- WHAT IS BEING ASKED -
Every line below that holds the string "cavegen" should be copied out.

Segment Start: AVAILABLE DATA

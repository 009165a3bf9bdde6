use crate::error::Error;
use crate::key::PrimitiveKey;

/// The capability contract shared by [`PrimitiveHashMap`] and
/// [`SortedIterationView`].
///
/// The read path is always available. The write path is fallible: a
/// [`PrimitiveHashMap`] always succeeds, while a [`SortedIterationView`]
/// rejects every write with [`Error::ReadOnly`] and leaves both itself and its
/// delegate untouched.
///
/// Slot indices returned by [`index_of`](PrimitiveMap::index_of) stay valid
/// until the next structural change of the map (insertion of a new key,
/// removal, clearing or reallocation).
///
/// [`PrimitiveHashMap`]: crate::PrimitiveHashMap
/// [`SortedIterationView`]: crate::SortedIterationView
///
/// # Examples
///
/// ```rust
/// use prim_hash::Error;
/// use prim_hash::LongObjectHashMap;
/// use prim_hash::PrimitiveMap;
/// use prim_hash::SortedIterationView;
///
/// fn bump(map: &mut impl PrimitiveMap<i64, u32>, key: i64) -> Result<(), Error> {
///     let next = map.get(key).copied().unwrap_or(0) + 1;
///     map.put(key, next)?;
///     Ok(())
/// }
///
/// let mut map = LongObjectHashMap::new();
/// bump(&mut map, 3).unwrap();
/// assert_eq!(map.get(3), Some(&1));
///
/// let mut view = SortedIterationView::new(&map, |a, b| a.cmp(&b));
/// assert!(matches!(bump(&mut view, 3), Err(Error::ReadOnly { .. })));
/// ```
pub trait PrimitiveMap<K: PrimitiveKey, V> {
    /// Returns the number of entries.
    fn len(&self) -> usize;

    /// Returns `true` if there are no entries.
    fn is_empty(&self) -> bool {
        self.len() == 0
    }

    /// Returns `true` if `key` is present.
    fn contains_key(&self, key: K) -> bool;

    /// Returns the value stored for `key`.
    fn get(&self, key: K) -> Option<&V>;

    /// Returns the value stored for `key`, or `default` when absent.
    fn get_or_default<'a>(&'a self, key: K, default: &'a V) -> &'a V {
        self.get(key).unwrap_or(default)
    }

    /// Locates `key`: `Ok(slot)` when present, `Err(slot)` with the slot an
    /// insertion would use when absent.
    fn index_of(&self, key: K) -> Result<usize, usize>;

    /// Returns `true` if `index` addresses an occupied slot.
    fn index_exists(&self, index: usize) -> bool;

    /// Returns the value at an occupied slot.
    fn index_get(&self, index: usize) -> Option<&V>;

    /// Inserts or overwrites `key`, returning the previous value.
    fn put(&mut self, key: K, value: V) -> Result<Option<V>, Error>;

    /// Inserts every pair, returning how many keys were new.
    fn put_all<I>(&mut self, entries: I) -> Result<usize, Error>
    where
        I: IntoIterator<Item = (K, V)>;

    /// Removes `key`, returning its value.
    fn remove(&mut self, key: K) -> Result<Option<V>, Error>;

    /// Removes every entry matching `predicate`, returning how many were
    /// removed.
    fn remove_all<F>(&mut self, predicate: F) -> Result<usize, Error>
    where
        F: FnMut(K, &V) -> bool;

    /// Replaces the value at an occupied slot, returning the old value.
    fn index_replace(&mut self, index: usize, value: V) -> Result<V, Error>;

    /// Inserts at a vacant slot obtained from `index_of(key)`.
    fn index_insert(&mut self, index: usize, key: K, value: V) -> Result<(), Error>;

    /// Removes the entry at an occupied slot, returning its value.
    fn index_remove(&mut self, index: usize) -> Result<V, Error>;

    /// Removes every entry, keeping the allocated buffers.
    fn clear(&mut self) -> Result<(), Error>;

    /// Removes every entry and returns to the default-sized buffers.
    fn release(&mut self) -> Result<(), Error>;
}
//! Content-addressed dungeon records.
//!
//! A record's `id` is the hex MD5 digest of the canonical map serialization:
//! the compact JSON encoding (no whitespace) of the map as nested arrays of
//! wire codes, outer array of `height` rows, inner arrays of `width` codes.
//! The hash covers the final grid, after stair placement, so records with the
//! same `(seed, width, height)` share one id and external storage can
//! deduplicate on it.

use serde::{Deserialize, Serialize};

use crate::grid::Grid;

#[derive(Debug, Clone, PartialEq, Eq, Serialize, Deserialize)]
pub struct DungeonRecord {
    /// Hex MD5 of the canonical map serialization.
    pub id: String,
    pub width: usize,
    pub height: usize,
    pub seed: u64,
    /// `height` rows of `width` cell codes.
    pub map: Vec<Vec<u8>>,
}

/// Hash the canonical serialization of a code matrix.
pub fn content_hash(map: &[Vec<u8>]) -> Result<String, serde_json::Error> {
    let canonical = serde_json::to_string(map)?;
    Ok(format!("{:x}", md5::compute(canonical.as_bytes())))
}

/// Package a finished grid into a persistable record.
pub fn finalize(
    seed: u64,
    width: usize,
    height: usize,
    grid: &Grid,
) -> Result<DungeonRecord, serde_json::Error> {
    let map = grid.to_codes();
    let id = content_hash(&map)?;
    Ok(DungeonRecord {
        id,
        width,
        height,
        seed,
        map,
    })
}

Segment End: AVAILABLE DATA
Segment Start: AVAILABLE DATA

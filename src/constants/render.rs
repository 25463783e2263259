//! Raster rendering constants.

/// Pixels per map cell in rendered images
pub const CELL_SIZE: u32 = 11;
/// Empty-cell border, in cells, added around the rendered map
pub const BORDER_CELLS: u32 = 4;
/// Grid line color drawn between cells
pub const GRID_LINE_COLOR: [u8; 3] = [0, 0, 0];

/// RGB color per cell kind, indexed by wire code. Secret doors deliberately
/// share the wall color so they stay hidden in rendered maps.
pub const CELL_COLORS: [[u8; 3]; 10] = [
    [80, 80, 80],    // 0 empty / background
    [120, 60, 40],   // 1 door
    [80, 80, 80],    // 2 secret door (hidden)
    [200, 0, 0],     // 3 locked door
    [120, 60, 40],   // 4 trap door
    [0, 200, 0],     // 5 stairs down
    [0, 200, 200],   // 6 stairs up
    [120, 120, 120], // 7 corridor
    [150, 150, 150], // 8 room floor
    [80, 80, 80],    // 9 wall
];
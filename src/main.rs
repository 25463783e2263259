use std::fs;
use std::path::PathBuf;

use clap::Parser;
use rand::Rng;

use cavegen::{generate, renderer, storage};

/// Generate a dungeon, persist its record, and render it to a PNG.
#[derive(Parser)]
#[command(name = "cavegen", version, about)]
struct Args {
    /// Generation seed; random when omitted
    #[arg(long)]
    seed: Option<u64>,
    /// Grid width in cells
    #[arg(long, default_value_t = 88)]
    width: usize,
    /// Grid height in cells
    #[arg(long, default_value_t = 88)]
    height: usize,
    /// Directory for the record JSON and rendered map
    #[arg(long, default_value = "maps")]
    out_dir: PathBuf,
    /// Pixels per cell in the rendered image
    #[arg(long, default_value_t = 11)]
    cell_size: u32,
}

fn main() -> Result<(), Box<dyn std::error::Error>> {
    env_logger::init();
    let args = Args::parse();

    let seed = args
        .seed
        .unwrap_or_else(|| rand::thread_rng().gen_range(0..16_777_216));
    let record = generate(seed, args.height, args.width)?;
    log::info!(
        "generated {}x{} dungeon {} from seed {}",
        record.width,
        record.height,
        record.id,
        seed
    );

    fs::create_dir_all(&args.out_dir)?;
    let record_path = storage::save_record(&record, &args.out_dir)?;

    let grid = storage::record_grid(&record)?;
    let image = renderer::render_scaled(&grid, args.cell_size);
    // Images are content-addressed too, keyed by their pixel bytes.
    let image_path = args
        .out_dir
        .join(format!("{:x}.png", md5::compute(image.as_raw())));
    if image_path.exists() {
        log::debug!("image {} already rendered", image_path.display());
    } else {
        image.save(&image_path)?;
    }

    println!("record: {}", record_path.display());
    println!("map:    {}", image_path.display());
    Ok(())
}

Segment End: AVAILABLE DATA

- EXERCISE RESPONSE -
use cavegen::{generate, renderer, storage};
#[command(name = "cavegen", version, about)]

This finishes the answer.